Intercettate circa 500 spedizioni a rischio per un controvalore di 13 milioni di euro. Trentacinque le sanzioni amministrative
di Redazione

operazione arcadiaInterpol ha recentemente reso disponibili i risultati dell’operazione denominata «Arcadia» promossa dall’Organizzazione mondiale delle dogane Omd – Wco in collaborazione con il Segretariato Generale Interpol di Lione (Francia) e finalizzata alla lotta al traffico illecito di legname, il cosiddetto «illegal logging». Si stima che 15,3 miliardi di alberi vengano abbattuti ogni anno nel mondo: l’abbattimento illegale e il contrabbando di legname non solo mettono in pericolo l’esistenza di specie protette ma contribuiscono all’espansione della criminalità organizzata e all’aumento di frodi gravi quali riciclaggio di denaro, falsa documentazione e corruzione. I militari dei Nuclei Carabinieri Cites e il personale delle Direzioni territoriali di Adm hanno operato congiuntamente, effettuando una serie di controlli, per quanto di competenza, su ditte importatrici di legname.

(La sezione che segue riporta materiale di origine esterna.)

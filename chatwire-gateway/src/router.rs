//! The event router (§4.8): fans a merged, per-shard-ordered stream of
//! dispatch envelopes out to handler pools, off each shard's own read loop.
//!
//! Two subscription kinds share one underlying stream: dispatch
//! subscriptions get a deep buffer and are the ones a handler pool should
//! actually use; raw subscriptions get a shallow buffer and may silently
//! drop the oldest buffered event under sustained backpressure, trading
//! completeness for a bound on memory use.

use crate::session::RoutedEvent;
use tokio::{
    sync::{broadcast, mpsc},
    task::JoinHandle,
};

/// Default per-subscriber buffer for raw subscriptions; dispatch
/// subscriptions get an 8x deeper buffer before they start dropping.
const DEFAULT_RAW_CAPACITY: usize = 256;

/// Fans dispatch envelopes, tagged by originating shard, out to subscribers.
///
/// Construct with [`EventRouter::new`], which also returns the sender every
/// shard session should be handed as its `events` channel.
pub struct EventRouter {
    dispatch: broadcast::Sender<RoutedEvent>,
    raw: broadcast::Sender<RoutedEvent>,
    pump: JoinHandle<()>,
}

impl EventRouter {
    /// Build a router with the default raw-subscription buffer depth.
    #[must_use]
    pub fn new() -> (Self, mpsc::UnboundedSender<RoutedEvent>) {
        Self::with_capacity(DEFAULT_RAW_CAPACITY)
    }

    /// Build a router whose raw subscriptions buffer up to `raw_capacity`
    /// events before dropping the oldest for a lagging subscriber.
    #[must_use]
    pub fn with_capacity(raw_capacity: usize) -> (Self, mpsc::UnboundedSender<RoutedEvent>) {
        let raw_capacity = raw_capacity.max(1);

        let (incoming_tx, incoming_rx) = mpsc::unbounded_channel();
        let (dispatch_tx, _) = broadcast::channel(raw_capacity.saturating_mul(8));
        let (raw_tx, _) = broadcast::channel(raw_capacity);

        let pump = tokio::spawn(pump(incoming_rx, dispatch_tx.clone(), raw_tx.clone()));

        (
            Self {
                dispatch: dispatch_tx,
                raw: raw_tx,
                pump,
            },
            incoming_tx,
        )
    }

    /// Subscribe to the deep-buffered stream a handler pool should consume.
    #[must_use]
    pub fn subscribe_dispatch(&self) -> EventSubscription {
        EventSubscription {
            receiver: self.dispatch.subscribe(),
        }
    }

    /// Subscribe to the shallow-buffered stream, accepting silent drops
    /// under sustained load in exchange for a fixed memory footprint.
    #[must_use]
    pub fn subscribe_raw(&self) -> EventSubscription {
        EventSubscription {
            receiver: self.raw.subscribe(),
        }
    }
}

impl Drop for EventRouter {
    fn drop(&mut self) {
        self.pump.abort();
    }
}

/// A single subscriber's view of the routed event stream.
pub struct EventSubscription {
    receiver: broadcast::Receiver<RoutedEvent>,
}

impl EventSubscription {
    /// Await the next event, transparently skipping past any events dropped
    /// while this subscriber was lagging.
    ///
    /// Returns `None` once the router itself has shut down.
    pub async fn recv(&mut self) -> Option<RoutedEvent> {
        loop {
            match self.receiver.recv().await {
                Ok(event) => return Some(event),
                Err(broadcast::error::RecvError::Lagged(_)) => continue,
                Err(broadcast::error::RecvError::Closed) => return None,
            }
        }
    }
}

async fn pump(
    mut incoming: mpsc::UnboundedReceiver<RoutedEvent>,
    dispatch: broadcast::Sender<RoutedEvent>,
    raw: broadcast::Sender<RoutedEvent>,
) {
    while let Some(event) = incoming.recv().await {
        let _ = dispatch.send(event.clone());
        let _ = raw.send(event);
    }
}

#[cfg(test)]
mod tests {
    use super::EventRouter;
    use crate::session::RoutedEvent;
    use chatwire_model::gateway::event::DispatchEvent;

    fn sample_event(shard_id: u32, sequence: u64) -> RoutedEvent {
        RoutedEvent {
            shard_id,
            sequence: Some(sequence),
            event: DispatchEvent::Resumed,
        }
    }

    #[tokio::test]
    async fn dispatch_subscriber_sees_events_in_send_order() {
        let (router, events) = EventRouter::new();
        let mut dispatch = router.subscribe_dispatch();

        events.send(sample_event(0, 1)).unwrap();
        events.send(sample_event(0, 2)).unwrap();

        assert_eq!(dispatch.recv().await.unwrap().sequence, Some(1));
        assert_eq!(dispatch.recv().await.unwrap().sequence, Some(2));
    }

    #[tokio::test]
    async fn raw_subscriber_skips_past_a_lag_instead_of_blocking() {
        let (router, events) = EventRouter::with_capacity(2);
        let mut raw = router.subscribe_raw();

        for sequence in 0..10 {
            events.send(sample_event(0, sequence)).unwrap();
        }

        // however many were dropped for lag, recv() must still make progress
        // rather than returning stale or duplicate events.
        let observed = raw.recv().await.unwrap();
        assert!(observed.sequence.unwrap() < 10);
    }

    #[tokio::test]
    async fn router_shutdown_ends_subscriptions() {
        let (router, events) = EventRouter::new();
        let mut dispatch = router.subscribe_dispatch();

        drop(events);
        drop(router);

        assert!(dispatch.recv().await.is_none());
    }
}
use super::Command;
use crate::gateway::OpCode;
use crate::Snowflake;
use serde::Serialize;

/// The `REQUEST GUILD MEMBERS` command (opcode 8).
#[derive(Clone, Debug, Eq, PartialEq, Serialize)]
pub struct RequestGuildMembers {
    pub guild_id: Snowflake,
    #[serde(skip_serializing_if = "Option::is_none")]
    pub query: Option<String>,
    #[serde(skip_serializing_if = "Option::is_none")]
    pub limit: Option<u32>,
    #[serde(skip_serializing_if = "Option::is_none")]
    pub presences: Option<bool>,
    #[serde(skip_serializing_if = "Option::is_none")]
    pub user_ids: Option<Vec<Snowflake>>,
}

impl Command for RequestGuildMembers {
    const OP: OpCode = OpCode::RequestGuildMembers;
}
use super::Command;
use crate::gateway::OpCode;
use serde::Serialize;

/// The `RESUME` command (opcode 6): reattaches to an existing session.
#[derive(Clone, Debug, Eq, PartialEq, Serialize)]
pub struct Resume {
    pub token: String,
    pub session_id: String,
    pub seq: u64,
}

impl Command for Resume {
    const OP: OpCode = OpCode::Resume;
}

#[cfg(test)]
mod tests {
    use super::Resume;
    use crate::gateway::payload::outgoing::serialize_command;

    #[test]
    fn serializes() {
        let resume = Resume {
            token: "token".to_owned(),
            session_id: "session".to_owned(),
            seq: 3,
        };

        let json = serialize_command(&resume).unwrap();

        assert_eq!(
            json,
            r#"{"op":6,"d":{"token":"token","session_id":"session","seq":3}}"#
        );
    }
}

L’attività si è svolta sotto il coordinamento del Servizio di cooperazione internazionale di polizia della Direzione centrale di polizia criminale del ministero dell’Interno, che ha fornito un indispensabile contributo nei confronti bilaterali con i rappresentanti istituzionali dei Paesi esportatori di legname. La fase operativa ha avuto luogo durante l’ultimo trimestre dello scorso anno e ha interessato i principali Uffici delle dogane italiane (Ancona, Bari, Genova, Gioia Tauro, Napoli, Livorno e Trieste). Sono state intercettate circa 500 spedizioni a rischio per un controvalore di 13 milioni di euro relativamente a carichi di legname provenienti da tutto il mondo. Sono stati effettuati oltre 300 controlli ai fini della verifica della due diligence su partite di legname proveniente dal Myanmar, Camerun, Albania, Ucraina e Brasile. Sono state elevate 35 sanzioni amministrative, la cui quantificazione pecuniaria è attualmente al vaglio dell’Autorità amministrativa competente. Il Regolamento europeo prevede sanzioni economicamente molto elevate fino a un massimo di 1milione di euro.